■ Exercise instructions ■
Using the listing below, print exactly everything from the line with "use thiserror::Error;" down to the line with "load configuration from", both included, and nothing more.
___ Data to examine ___
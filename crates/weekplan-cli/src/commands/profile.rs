//! User profile commands.

use clap::Subcommand;
use weekplan_core::{AvailabilityIntensity, PhysicalLevel, Profile, ScheduleDb};

#[derive(Subcommand)]
pub enum ProfileAction {
    /// Create or update a user's profile
    Set {
        /// User ID
        user: String,
        /// Physical level: sedentary, active or athlete
        #[arg(long)]
        level: PhysicalLevel,
        /// How much free time to fill: low, medium or high
        #[arg(long, default_value = "medium")]
        availability: AvailabilityIntensity,
    },
    /// Show a user's profile
    Show {
        /// User ID
        user: String,
    },
    /// List all profiles
    List,
}

pub fn run(action: ProfileAction) -> Result<(), Box<dyn std::error::Error>> {
    let db = ScheduleDb::open()?;

    match action {
        ProfileAction::Set {
            user,
            level,
            availability,
        } => {
            let profile = Profile {
                user_id: user,
                physical_level: level,
                availability_intensity: availability,
            };
            db.upsert_profile(&profile)?;
            println!("Profile saved: {}", profile.user_id);
            println!("{}", serde_json::to_string_pretty(&profile)?);
        }
        ProfileAction::Show { user } => match db.get_profile(&user)? {
            Some(profile) => println!("{}", serde_json::to_string_pretty(&profile)?),
            None => return Err(format!("no profile for user '{user}'").into()),
        },
        ProfileAction::List => {
            let profiles = db.list_profiles()?;
            println!("{}", serde_json::to_string_pretty(&profiles)?);
        }
    }
    Ok(())
}
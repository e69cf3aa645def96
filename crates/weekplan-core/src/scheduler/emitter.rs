//! Conversion of placements into generated schedule records.

use chrono::NaiveDate;

use super::packer::PlacedActivity;
use crate::error::ValidationError;
use crate::schedule::GeneratedBlock;
use crate::timeline::clock::time_from_minutes;

/// Map a day's placements to `scheduled` blocks on `date`, one per placement.
///
/// # Errors
/// Returns an error if a placement's offsets do not fall within one day.
pub fn emit(
    user_id: &str,
    date: NaiveDate,
    placements: &[PlacedActivity],
) -> Result<Vec<GeneratedBlock>, ValidationError> {
    placements
        .iter()
        .map(|p| {
            Ok(GeneratedBlock::new(
                user_id.to_string(),
                date,
                time_from_minutes(p.start)?,
                time_from_minutes(p.end)?,
                p.activity.id.clone(),
            ))
        })
        .collect()
}
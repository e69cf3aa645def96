//! Core error types for weekplan-core.
//!
//! Pipeline stages report malformed input through [`ValidationError`];
//! everything that touches the store or the config file has its own
//! error type, and [`CoreError`] ties them together for callers.

use std::path::PathBuf;
use thiserror::Error;

use crate::schedule::{DayOfWeek, GeneratedBlock};

/// Core error type for weekplan-core.
#[derive(Error, Debug)]
pub enum CoreError {
    /// Database-related errors
    #[error("Database error: {0}")]
    Database(#[from] DatabaseError),

    /// Configuration-related errors
    #[error("Configuration error: {0}")]
    Config(#[from] ConfigError),

    /// Validation errors
    #[error("Validation error: {0}")]
    Validation(#[from] ValidationError),

    /// No profile is stored for the user the run was requested for.
    #[error("No profile found for user '{user_id}'")]
    MissingProfile { user_id: String },

    /// The schedule was computed but the sink rejected the write.
    ///
    /// The computed blocks travel with the error so the caller can retry
    /// the write without recomputing.
    #[error("Failed to persist {count} generated blocks: {source}", count = .blocks.len())]
    Persistence {
        blocks: Vec<GeneratedBlock>,
        #[source]
        source: DatabaseError,
    },

    /// IO errors
    #[error("IO error: {0}")]
    Io(#[from] std::io::Error),

    /// Serialization/deserialization errors
    #[error("JSON error: {0}")]
    Json(#[from] serde_json::Error),
}

/// Database-specific errors.
#[derive(Error, Debug)]
pub enum DatabaseError {
    /// Failed to open database connection
    #[error("Failed to open database at {path}: {source}")]
    OpenFailed {
        path: PathBuf,
        #[source]
        source: rusqlite::Error,
    },

    /// Query execution failed
    #[error("Query failed: {0}")]
    QueryFailed(String),

    /// Migration failed
    #[error("Database migration failed: {0}")]
    MigrationFailed(String),

    /// A stored row could not be decoded into a domain value
    #[error("Corrupt value in column {column}: {message}")]
    CorruptRow { column: usize, message: String },

    /// Database is locked
    #[error("Database is locked")]
    Locked,
}

/// Configuration-specific errors.
#[derive(Error, Debug)]
pub enum ConfigError {
    /// Failed to load configuration
    #[error("Failed to load configuration from {path}: {message}")]
    LoadFailed { path: PathBuf, message: String },

    /// Failed to save configuration
    #[error("Failed to save configuration to {path}: {message}")]
    SaveFailed { path: PathBuf, message: String },

    /// Invalid configuration value
    #[error("Invalid configuration value for '{key}': {message}")]
    InvalidValue { key: String, message: String },

    /// Unknown configuration key
    #[error("Unknown configuration key: {0}")]
    UnknownKey(String),

    /// Data directory could not be prepared
    #[error("Cannot prepare data directory {path}: {source}")]
    DataDir {
        path: PathBuf,
        #[source]
        source: std::io::Error,
    },
}

/// Validation errors.
#[derive(Error, Debug, Clone, PartialEq, Eq)]
pub enum ValidationError {
    /// Invalid time range
    #[error("Invalid time range: end ({end}) must be after start ({start})")]
    InvalidTimeRange { start: String, end: String },

    /// Activity with a non-positive duration
    #[error("Activity '{activity_id}' has invalid duration {minutes} min (must be positive)")]
    InvalidDuration { activity_id: String, minutes: i64 },

    /// Gap whose end is not after its start
    #[error("Invalid gap: end ({end}) must be greater than start ({start})")]
    InvalidGap { start: i64, end: i64 },

    /// Awake window that is empty or leaves the day
    #[error("Invalid awake window {start}..{end}: {message}")]
    InvalidWindow {
        start: i64,
        end: i64,
        message: String,
    },

    /// Two fixed blocks on the same day overlap
    #[error("Fixed blocks '{first}' and '{second}' overlap on {day}")]
    OverlappingFixedBlocks {
        day: DayOfWeek,
        first: String,
        second: String,
    },

    /// Invalid value
    #[error("Invalid value for '{field}': {message}")]
    InvalidValue { field: String, message: String },
}

impl ValidationError {
    pub(crate) fn invalid_value(field: impl Into<String>, message: impl Into<String>) -> Self {
        ValidationError::InvalidValue {
            field: field.into(),
            message: message.into(),
        }
    }
}

impl From<rusqlite::Error> for DatabaseError {
    fn from(err: rusqlite::Error) -> Self {
        match &err {
            rusqlite::Error::SqliteFailure(err, _msg) => {
                if err.code == rusqlite::ErrorCode::DatabaseLocked
                    || err.code == rusqlite::ErrorCode::DatabaseBusy
                {
                    DatabaseError::Locked
                } else {
                    DatabaseError::QueryFailed(err.to_string())
                }
            }
            rusqlite::Error::FromSqlConversionFailure(column, _, source) => DatabaseError::CorruptRow {
                column: *column,
                message: source.to_string(),
            },
            _ => DatabaseError::QueryFailed(err.to_string()),
        }
    }
}

impl From<rusqlite::Error> for CoreError {
    fn from(err: rusqlite::Error) -> Self {
        CoreError::Database(err.into())
    }
}

/// Result type alias for CoreError
pub type Result<T, E = CoreError> = std::result::Result<T, E>;
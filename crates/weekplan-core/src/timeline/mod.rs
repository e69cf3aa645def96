//! Time handling for the planner.
//!
//! This module provides:
//! - Minute-of-day conversions for wall-clock times
//! - Gap detection between a day's fixed blocks

pub mod clock;
mod gap;

pub use gap::{find_gaps, Gap, GapFinder};
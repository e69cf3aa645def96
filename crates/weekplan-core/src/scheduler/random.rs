//! Random source for candidate selection.

use rand::prelude::*;
use rand_pcg::Mcg128Xsl64;

/// Picks candidates for the slot packer.
pub trait RandomSource {
    /// Return an index uniformly distributed in `0..len`. `len` is never zero.
    fn pick_index(&mut self, len: usize) -> usize;
}

/// PCG-backed random source; reproducible when seeded.
#[derive(Debug, Clone)]
pub struct SeededRandom {
    rng: Mcg128Xsl64,
}

impl SeededRandom {
    pub fn from_seed(seed: u64) -> Self {
        Self {
            rng: Mcg128Xsl64::seed_from_u64(seed),
        }
    }

    pub fn from_entropy() -> Self {
        Self {
            rng: Mcg128Xsl64::from_entropy(),
        }
    }

    /// Seeded when `seed` is set, otherwise from entropy.
    pub fn new(seed: Option<u64>) -> Self {
        match seed {
            Some(seed) => Self::from_seed(seed),
            None => Self::from_entropy(),
        }
    }
}

impl RandomSource for SeededRandom {
    fn pick_index(&mut self, len: usize) -> usize {
        self.rng.gen_range(0..len)
    }
}
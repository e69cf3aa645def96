use chrono::NaiveDate;

use crate::error::DatabaseError;
use crate::schedule::{Activity, FixedBlock, GeneratedBlock, Profile};

/// Where the generator reads a user's profile from.
pub trait ProfileSource {
    /// `Ok(None)` when the user has no profile.
    fn get_profile(&self, user_id: &str) -> Result<Option<Profile>, DatabaseError>;
}

/// The global activity catalog. Not user-scoped.
pub trait ActivityCatalog {
    fn list_activities(&self) -> Result<Vec<Activity>, DatabaseError>;
}

/// A user's recurring fixed blocks, all weekdays.
pub trait FixedBlockSource {
    fn list_fixed_blocks(&self, user_id: &str) -> Result<Vec<FixedBlock>, DatabaseError>;
}

/// Destination for generated blocks.
pub trait GeneratedBlockSink {
    /// Append blocks as-is. Returns the number written.
    fn insert_generated_blocks(&self, blocks: &[GeneratedBlock]) -> Result<usize, DatabaseError>;

    /// Drop the user's blocks dated `from..=to`, then write `blocks`, atomically.
    /// Returns the number written.
    fn replace_generated_blocks(
        &self,
        user_id: &str,
        from: NaiveDate,
        to: NaiveDate,
        blocks: &[GeneratedBlock],
    ) -> Result<usize, DatabaseError>;
}

/// Everything one generation run reads from and writes to.
pub trait ScheduleStore: ProfileSource + ActivityCatalog + FixedBlockSource + GeneratedBlockSink {}

impl<T> ScheduleStore for T where
    T: ProfileSource + ActivityCatalog + FixedBlockSource + GeneratedBlockSink
{
}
___
■ Answer to the exercise ■
use thiserror::Error;

use crate::schedule::{DayOfWeek, GeneratedBlock};

/// Core error type for weekplan-core.
#[derive(Error, Debug)]
pub enum CoreError {
    /// Database-related errors
    #[error("Database error: {0}")]
    Database(#[from] DatabaseError),

    /// Configuration-related errors
    #[error("Configuration error: {0}")]
    Config(#[from] ConfigError),

    /// Validation errors
    #[error("Validation error: {0}")]
    Validation(#[from] ValidationError),

    /// No profile is stored for the user the run was requested for.
    #[error("No profile found for user '{user_id}'")]
    MissingProfile { user_id: String },

    /// The schedule was computed but the sink rejected the write.
    ///
    /// The computed blocks travel with the error so the caller can retry
    /// the write without recomputing.
    #[error("Failed to persist {count} generated blocks: {source}", count = .blocks.len())]
    Persistence {
        blocks: Vec<GeneratedBlock>,
        #[source]
        source: DatabaseError,
    },

    /// IO errors
    #[error("IO error: {0}")]
    Io(#[from] std::io::Error),

    /// Serialization/deserialization errors
    #[error("JSON error: {0}")]
    Json(#[from] serde_json::Error),
}

/// Database-specific errors.
#[derive(Error, Debug)]
pub enum DatabaseError {
    /// Failed to open database connection
    #[error("Failed to open database at {path}: {source}")]
    OpenFailed {
        path: PathBuf,
        #[source]
        source: rusqlite::Error,
    },

    /// Query execution failed
    #[error("Query failed: {0}")]
    QueryFailed(String),

    /// Migration failed
    #[error("Database migration failed: {0}")]
    MigrationFailed(String),

    /// A stored row could not be decoded into a domain value
    #[error("Corrupt value in column {column}: {message}")]
    CorruptRow { column: usize, message: String },

    /// Database is locked
    #[error("Database is locked")]
    Locked,
}

/// Configuration-specific errors.
#[derive(Error, Debug)]
pub enum ConfigError {
    /// Failed to load configuration
    #[error("Failed to load configuration from {path}: {message}")]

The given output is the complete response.